Figure 1: Squamous cell carcinoma, showing clusters of atypical epithelial cells forming keratin pearls. H and E stain. X40 magnification.
Figure 2: Basal cell carcinoma, showing nest of malignant basaloid epithelial cells with peripheral palisading and retraction artefacts. H and E stain. X 40 magnification.
There were 187 malignant skin lesions seen during the period of the study under review. Of these, 36.90% (69) of the cases were NMSC. They had an age range of 19 to 88years, a mean age of 47.49 years (SD = 17.62), the median and modal ages were 45 years and 40 years respectively as shown in Table 1. There were 35 males and 34 females giving a male to female ratio of 1.03:1. The mean, median and modal ages in males and females of the study population is as shown in table 1. The peak age of the study population was in the 5th decade. The peak ages in males and females of the study population is as shown in tables 1 and 2.
In this study, SCC’s were 57 cases and this represented 30.48% and 82.61% of malignant skin tumours and NMSC respectively. Of these 57 cases, 29 cases occurred in males while 28 cases occurred in females as shown in table 3. This gave a male to female ratio of 1.04:1. The mean age for SCC was 47.75 years (SD = 18.16) with an age range of 19 – 88 years and a peak in the 4th decade.
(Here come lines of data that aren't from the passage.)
use assert_cmd::prelude::*;
use serde_json::Value;
use std::fs;
use std::path::Path;
use std::process::{Command, Output};
use tempfile::tempdir;
use wiremock::matchers::{method, path, query_param};
use wiremock::{Mock, MockServer, ResponseTemplate};

const CONFIG: &str = r#"
repos = ["org/repo1"]

[[members]]
username = "alice"
name = "Alice Doe"
team = "titans"

[[members]]
username = "bob"
name = "Bob Roe"
team = "ops"
"#;

fn write_config(dir: &Path, body: &str) -> std::path::PathBuf {
    let path = dir.join("team_config.toml");
    fs::write(&path, body).unwrap();
    path
}

fn teampulse(dir: &Path) -> Command {
    let mut cmd = Command::cargo_bin("teampulse").unwrap();
    cmd.current_dir(dir)
        .env_remove("GITHUB_TOKEN")
        .env_remove("GITHUB_API_URL")
        .env_remove("START_DATE")
        .env_remove("END_DATE")
        .env_remove("RUST_LOG");
    cmd
}

fn stderr(out: &Output) -> String {
    String::from_utf8_lossy(&out.stderr).to_string()
}

#[test]
fn missing_token_fails_before_fetching() {
    let dir = tempdir().unwrap();
    write_config(dir.path(), CONFIG);

    let out = teampulse(dir.path())
        .args(["export", "--since", "2025-01-01", "--until", "2025-01-31"])
        .output()
        .unwrap();

    assert!(!out.status.success());
    assert!(stderr(&out).contains("GITHUB_TOKEN"), "stderr: {}", stderr(&out));
}

#[test]
fn inverted_window_is_rejected() {
    let dir = tempdir().unwrap();
    write_config(dir.path(), CONFIG);

    let out = teampulse(dir.path())
        .args(["--token", "t", "--since", "2025-02-01", "--until", "2025-01-01", "export"])
        .output()
        .unwrap();

    assert!(!out.status.success());
    assert!(stderr(&out).contains("is after end"), "stderr: {}", stderr(&out));
}

#[test]
fn config_without_repositories_is_rejected() {
    let dir = tempdir().unwrap();
    write_config(
        dir.path(),
        "[[members]]\nusername = \"alice\"\nname = \"Alice\"\nteam = \"titans\"\n",
    );

    let out = teampulse(dir.path())
        .args(["--token", "t", "--quarter", "2025Q1", "weekly"])
        .output()
        .unwrap();

    assert!(!out.status.success());
    assert!(stderr(&out).contains("at least one repository"), "stderr: {}", stderr(&out));
}

#[test]
fn unknown_config_keys_are_rejected() {
    let dir = tempdir().unwrap();
    write_config(dir.path(), &format!("{CONFIG}\nextra = true\n"));

    let out = teampulse(dir.path())
        .args(["--token", "t", "--quarter", "2025Q1", "export"])
        .output()
        .unwrap();

    assert!(!out.status.success());
}

async fn mock_github() -> MockServer {
    let server = MockServer::start().await;
    Mock::given(method("GET"))
        .and(path("/repos/org/repo1/commits"))
        .and(query_param("author", "alice"))
        .respond_with(ResponseTemplate::new(200).set_body_json(serde_json::json!([
            {
                "sha": "abc123",
                "html_url": "https://github.com/org/repo1/commit/abc123",
                "commit": {
                    "author": { "name": "Alice Doe", "date": "2025-01-07T08:30:00Z" },
                    "message": "fix: parser"
                },
                "author": { "login": "alice" }
            }
        ])))
        .mount(&server)
        .await;
    Mock::given(method("GET"))
        .and(path("/repos/org/repo1/commits"))
        .and(query_param("author", "bob"))
        .respond_with(ResponseTemplate::new(200).set_body_json(serde_json::json!([])))
        .mount(&server)
        .await;
    server
}

#[tokio::test(flavor = "multi_thread")]
async fn export_json_against_mock_api() {
    let server = mock_github().await;
    let dir = tempdir().unwrap();
    write_config(dir.path(), CONFIG);
    let uri = server.uri();
    let cwd = dir.path().to_path_buf();

    let out = tokio::task::spawn_blocking(move || {
        teampulse(&cwd)
            .env("GITHUB_TOKEN", "t")
            .args(["--api-url", uri.as_str(), "--since", "2025-01-01", "--until", "2025-01-31", "export", "--json"])
            .assert()
            .success()
            .get_output()
            .stdout
            .clone()
    })
    .await
    .unwrap();

    let v: Value = serde_json::from_slice(&out).unwrap();
    assert_eq!(v["version"], 1);
    assert_eq!(v["since"], "2025-01-01");
    assert_eq!(v["until"], "2025-01-31");
    let entries = v["entries"].as_array().unwrap();
    assert_eq!(entries.len(), 1);
    assert_eq!(entries[0]["team"], "titans");
    assert_eq!(entries[0]["member_display_name"], "Alice Doe");
    assert_eq!(entries[0]["timestamp"], "2025-01-07T08:30:00Z");
    assert!(v["failures"].as_array().unwrap().is_empty());
}

#[tokio::test(flavor = "multi_thread")]
async fn report_writes_both_csv_files() {
    let server = mock_github().await;
    let dir = tempdir().unwrap();
    write_config(dir.path(), CONFIG);
    let uri = server.uri();
    let cwd = dir.path().to_path_buf();

    tokio::task::spawn_blocking(move || {
        teampulse(&cwd)
            .args(["--token", "t", "--api-url", uri.as_str(), "--quarter", "2025Q1"])
            .args(["report", "--out-dir", "out", "--json"])
            .assert()
            .success();
    })
    .await
    .unwrap();

    let out = dir.path().join("out");
    let ledger =
        fs::read_to_string(out.join("team_productivity_report_2025-01-01_2025-03-31.csv")).unwrap();
    assert_eq!(ledger.lines().count(), 2);
    assert!(ledger.contains("abc123"));

    let weekly =
        fs::read_to_string(out.join("weekly_commit_trend_2025-01-01_2025-03-31.csv")).unwrap();
    let rows: Vec<_> = weekly.lines().skip(1).collect();
    // 14 Monday-start weeks touch Q1 2025, for each of two teams
    assert_eq!(rows.len(), 28);
    assert!(rows.contains(&"titans,2025-01-06,2025-01-12,2025-W02,1"));
    assert!(rows.contains(&"ops,2025-01-06,2025-01-12,2025-W02,0"));
}

#[tokio::test(flavor = "multi_thread")]
async fn window_flags_override_quarter_and_environment() {
    let server = mock_github().await;
    let dir = tempdir().unwrap();
    write_config(dir.path(), CONFIG);
    let uri = server.uri();
    let cwd = dir.path().to_path_buf();

    let export = move |extra: &'static [&'static str]| {
        let out = teampulse(&cwd)
            .env("GITHUB_TOKEN", "t")
            .env("START_DATE", "2024-06-01")
            .env("END_DATE", "2024-06-30")
            .args(["--api-url", uri.as_str()])
            .args(extra)
            .args(["export", "--json"])
            .assert()
            .success()
            .get_output()
            .stdout
            .clone();
        serde_json::from_slice::<Value>(&out).unwrap()
    };

    let (env_only, quarter, narrowed) = tokio::task::spawn_blocking(move || {
        (
            export(&[]),
            export(&["--quarter", "2025Q1"]),
            export(&["--quarter", "2025Q1", "--since", "2025-01-06", "--until", "2025-01-12"]),
        )
    })
    .await
    .unwrap();

    assert_eq!(env_only["since"], "2024-06-01");
    assert_eq!(env_only["until"], "2024-06-30");
    assert!(env_only["entries"].as_array().unwrap().is_empty());

    assert_eq!(quarter["since"], "2025-01-01");
    assert_eq!(quarter["until"], "2025-03-31");
    assert_eq!(quarter["entries"].as_array().unwrap().len(), 1);

    assert_eq!(narrowed["since"], "2025-01-06");
    assert_eq!(narrowed["until"], "2025-01-12");
    assert_eq!(narrowed["entries"].as_array().unwrap().len(), 1);
}
use crate::error::{Result, TrendError};
use chrono::{DateTime, NaiveDate, NaiveTime, TimeZone, Utc};
use serde::{Deserialize, Serialize};
use std::fmt;
use std::str::FromStr;
use std::sync::Arc;

pub const SCHEMA_VERSION: u32 = 1;

/// Team label used in the ledger for commits no roster entry could claim.
pub const UNATTRIBUTED_TEAM: &str = "unattributed";

#[derive(Debug, Clone, PartialEq, Eq, Hash, Serialize, Deserialize)]
pub struct TeamMember {
    pub username: String,
    #[serde(rename = "name")]
    pub display_name: String,
    pub team: String,
}

/// An `owner/name` repository reference, compared case-sensitively.
#[derive(Debug, Clone, PartialEq, Eq, Hash, PartialOrd, Ord, Serialize, Deserialize)]
#[serde(try_from = "String", into = "String")]
pub struct RepositoryRef {
    full_name: String,
    split: usize,
}

impl RepositoryRef {
    pub fn owner(&self) -> &str {
        &self.full_name[..self.split]
    }

    pub fn name(&self) -> &str {
        &self.full_name[self.split + 1..]
    }

    pub fn as_str(&self) -> &str {
        &self.full_name
    }
}

impl FromStr for RepositoryRef {
    type Err = TrendError;

    fn from_str(s: &str) -> Result<Self> {
        let trimmed = s.trim();
        match trimmed.split_once('/') {
            Some((owner, name))
                if !owner.is_empty() && !name.is_empty() && !name.contains('/') =>
            {
                Ok(Self {
                    full_name: trimmed.to_string(),
                    split: owner.len(),
                })
            }
            _ => Err(TrendError::config(format!(
                "Repository '{s}' must be in 'owner/name' form"
            ))),
        }
    }
}

impl TryFrom<String> for RepositoryRef {
    type Error = TrendError;

    fn try_from(value: String) -> Result<Self> {
        value.parse()
    }
}

impl From<RepositoryRef> for String {
    fn from(repo: RepositoryRef) -> Self {
        repo.full_name
    }
}

impl fmt::Display for RepositoryRef {
    fn fmt(&self, f: &mut fmt::Formatter<'_>) -> fmt::Result {
        f.write_str(&self.full_name)
    }
}

/// Inclusive calendar-date window, evaluated in UTC.
#[derive(Debug, Clone, Copy, PartialEq, Eq)]
pub struct DateWindow {
    start: NaiveDate,
    end: NaiveDate,
}

impl DateWindow {
    pub fn new(start: NaiveDate, end: NaiveDate) -> Result<Self> {
        if start > end {
            return Err(TrendError::InvalidDate(format!(
                "Invalid range: start ({start}) is after end ({end})"
            )));
        }
        Ok(Self { start, end })
    }

    pub fn start(&self) -> NaiveDate {
        self.start
    }

    pub fn end(&self) -> NaiveDate {
        self.end
    }

    /// First instant of the window: `start 00:00:00Z`.
    pub fn since(&self) -> DateTime<Utc> {
        Utc.from_utc_datetime(&self.start.and_time(NaiveTime::MIN))
    }

    /// Last instant of the window: `end 23:59:59Z`.
    pub fn until(&self) -> DateTime<Utc> {
        let last = NaiveTime::from_hms_opt(23, 59, 59).unwrap_or(NaiveTime::MIN);
        Utc.from_utc_datetime(&self.end.and_time(last))
    }

    pub fn contains(&self, timestamp: &DateTime<Utc>) -> bool {
        *timestamp >= self.since() && *timestamp <= self.until()
    }
}

impl fmt::Display for DateWindow {
    fn fmt(&self, f: &mut fmt::Formatter<'_>) -> fmt::Result {
        write!(f, "{}..{}", self.start, self.end)
    }
}

/// A commit as the hosting API returned it, before attribution.
#[derive(Debug, Clone, PartialEq)]
pub struct RawCommitRecord {
    pub sha: String,
    pub author_login: Option<String>,
    pub author_name: String,
    pub timestamp: DateTime<Utc>,
    pub message: String,
    pub url: String,
    pub repository: RepositoryRef,
}

#[derive(Debug, Clone, PartialEq, Eq)]
pub enum Attribution {
    Member(Arc<TeamMember>),
    Unattributed,
}

impl Attribution {
    pub fn member(&self) -> Option<&TeamMember> {
        match self {
            Attribution::Member(m) => Some(m),
            Attribution::Unattributed => None,
        }
    }

    pub fn team(&self) -> &str {
        self.member().map(|m| m.team.as_str()).unwrap_or(UNATTRIBUTED_TEAM)
    }
}

#[derive(Debug, Clone, PartialEq)]
pub struct Commit {
    pub sha: String,
    pub member: Attribution,
    pub repository: RepositoryRef,
    pub timestamp: DateTime<Utc>,
    pub message: String,
    pub url: String,
}

#[derive(Debug, Clone, PartialEq, Eq, Serialize, Deserialize)]
pub struct WeeklyBucket {
    pub team: String,
    pub week_start: NaiveDate,
    pub commit_count: u32,
}

#[derive(Debug, Clone, Copy, PartialEq, Eq, Hash, Serialize, Deserialize)]
pub enum FailureKind {
    AuthFailed,
    RepositoryNotFound,
    FetchFailed,
    Cancelled,
}

impl fmt::Display for FailureKind {
    fn fmt(&self, f: &mut fmt::Formatter<'_>) -> fmt::Result {
        let s = match self {
            FailureKind::AuthFailed => "AuthFailed",
            FailureKind::RepositoryNotFound => "RepositoryNotFound",
            FailureKind::FetchFailed => "FetchFailed",
            FailureKind::Cancelled => "Cancelled",
        };
        f.write_str(s)
    }
}

/// A (member, repository) pair that could not be fetched completely.
#[derive(Debug, Clone, PartialEq, Eq, Serialize, Deserialize)]
pub struct PairFailure {
    pub member: String,
    pub repository: String,
    pub kind: FailureKind,
    pub detail: String,
}

#[derive(Debug, Clone, Copy, PartialEq, Eq)]
pub enum DropReason {
    OutsideWindow,
}

#[derive(Debug, Clone, Copy, Default, PartialEq, Eq, Serialize, Deserialize)]
pub struct AggregateStats {
    pub ingested: u64,
    pub duplicates_dropped: u64,
    pub outside_window_dropped: u64,
    pub unattributed: u64,
}

#[derive(Debug, Clone, PartialEq, Serialize, Deserialize)]
pub struct LedgerRow {
    pub team: String,
    pub member_display_name: String,
    pub repository: String,
    pub sha: String,
    pub timestamp: String,
    pub message: String,
    pub url: String,
}

#[derive(Debug, Clone, PartialEq, Eq, Serialize, Deserialize)]
pub struct WeeklyRow {
    pub team: String,
    pub week_start: NaiveDate,
    pub week_end: NaiveDate,
    pub iso_week: String,
    pub commit_count: u32,
}

/// One member's commit count for one week, zero-filled like [`WeeklyRow`].
#[derive(Debug, Clone, PartialEq, Eq, Serialize, Deserialize)]
pub struct MemberWeeklyRow {
    pub team: String,
    pub username: String,
    pub member_display_name: String,
    pub week_start: NaiveDate,
    pub iso_week: String,
    pub commit_count: u32,
}

#[derive(Debug, Clone, Serialize, Deserialize)]
pub struct ReportOutput {
    pub version: u32,
    pub generated_at: DateTime<Utc>,
    pub since: NaiveDate,
    pub until: NaiveDate,
    pub ledger: Vec<LedgerRow>,
    pub weekly: Vec<WeeklyRow>,
    pub member_weekly: Vec<MemberWeeklyRow>,
    pub failures: Vec<PairFailure>,
    pub stats: AggregateStats,
}

#[derive(Debug, Clone, Serialize, Deserialize)]
pub struct WeeklyOutput {
    pub version: u32,
    pub generated_at: DateTime<Utc>,
    pub since: NaiveDate,
    pub until: NaiveDate,
    pub weekly: Vec<WeeklyRow>,
    pub member_weekly: Vec<MemberWeeklyRow>,
    pub failures: Vec<PairFailure>,
}

#[derive(Debug, Clone, Serialize, Deserialize)]
pub struct ExportOutput {
    pub version: u32,
    pub generated_at: DateTime<Utc>,
    pub since: NaiveDate,
    pub until: NaiveDate,
    pub entries: Vec<LedgerRow>,
    pub failures: Vec<PairFailure>,
}

#[cfg(test)]
mod tests {
    use super::*;

    fn date(s: &str) -> NaiveDate {
        NaiveDate::parse_from_str(s, "%Y-%m-%d").unwrap()
    }

    #[test]
    fn repository_ref_parses_owner_and_name() {
        let repo: RepositoryRef = "Org/Repo1".parse().unwrap();
        assert_eq!(repo.owner(), "Org");
        assert_eq!(repo.name(), "Repo1");
        assert_eq!(repo.to_string(), "Org/Repo1");
    }

    #[test]
    fn repository_ref_rejects_malformed() {
        for bad in ["", "org", "org/", "/repo", "a/b/c"] {
            assert!(bad.parse::<RepositoryRef>().is_err(), "{bad} should fail");
        }
    }

    #[test]
    fn window_rejects_inverted_range() {
        assert!(DateWindow::new(date("2025-02-01"), date("2025-01-01")).is_err());
        assert!(DateWindow::new(date("2025-01-01"), date("2025-01-01")).is_ok());
    }

    #[test]
    fn window_bounds_are_inclusive_to_the_second() {
        let window = DateWindow::new(date("2025-01-01"), date("2025-01-31")).unwrap();
        let first = "2025-01-01T00:00:00Z".parse::<DateTime<Utc>>().unwrap();
        let last = "2025-01-31T23:59:59Z".parse::<DateTime<Utc>>().unwrap();
        assert!(window.contains(&first));
        assert!(window.contains(&last));
        assert!(!window.contains(&(first - chrono::Duration::seconds(1))));
        assert!(!window.contains(&(last + chrono::Duration::seconds(1))));
    }
}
The mean ages for SCC in males and females were 49.48 years (SD=18.58) and 45.96 years (SD=17.89) respectively as shown in table 4. A bimodal peak in the 4th and 5th decades was observed in males as shown in table 3. The peak incidence of SCC in females was observed in the 4th decade as shown in table 3. The head and neck was the most common site for SCC. Distributions of SCC in other sites are shown in table 5. The photomicrograph of squamous cell carcinoma is as shown in figure 1.
Basal cell carcinoma (BCC) accounted for 12 cases of NMSC and therefore represented 6.41 % and 17.39 % of malignant skin tumours and non-melanoma skin cancers (NMSC) respectively. Of these 12 cases, 6 cases occurred in males while the remaining 6 cases occurred in females as shown in table 3. This gave a male to female ratio of 1:1. The mean age for BCC was 47.17 years (SD = 13.94) with an age range of 28 – 70 years and a peak in the 5th decade. The mean ages for BCC in males and females were 43.67 years (SD=12.48) and 50.67 years (SD=15.56) respectively as shown in table 4. The peak incidence of BCC in males was in the 5th decade as shown in table 3. The head and neck was the most common site for BCC. Distributions of BCC in other sites are shown in table 5. The photomicrograph of basal cell carcinoma is as shown in figure 2.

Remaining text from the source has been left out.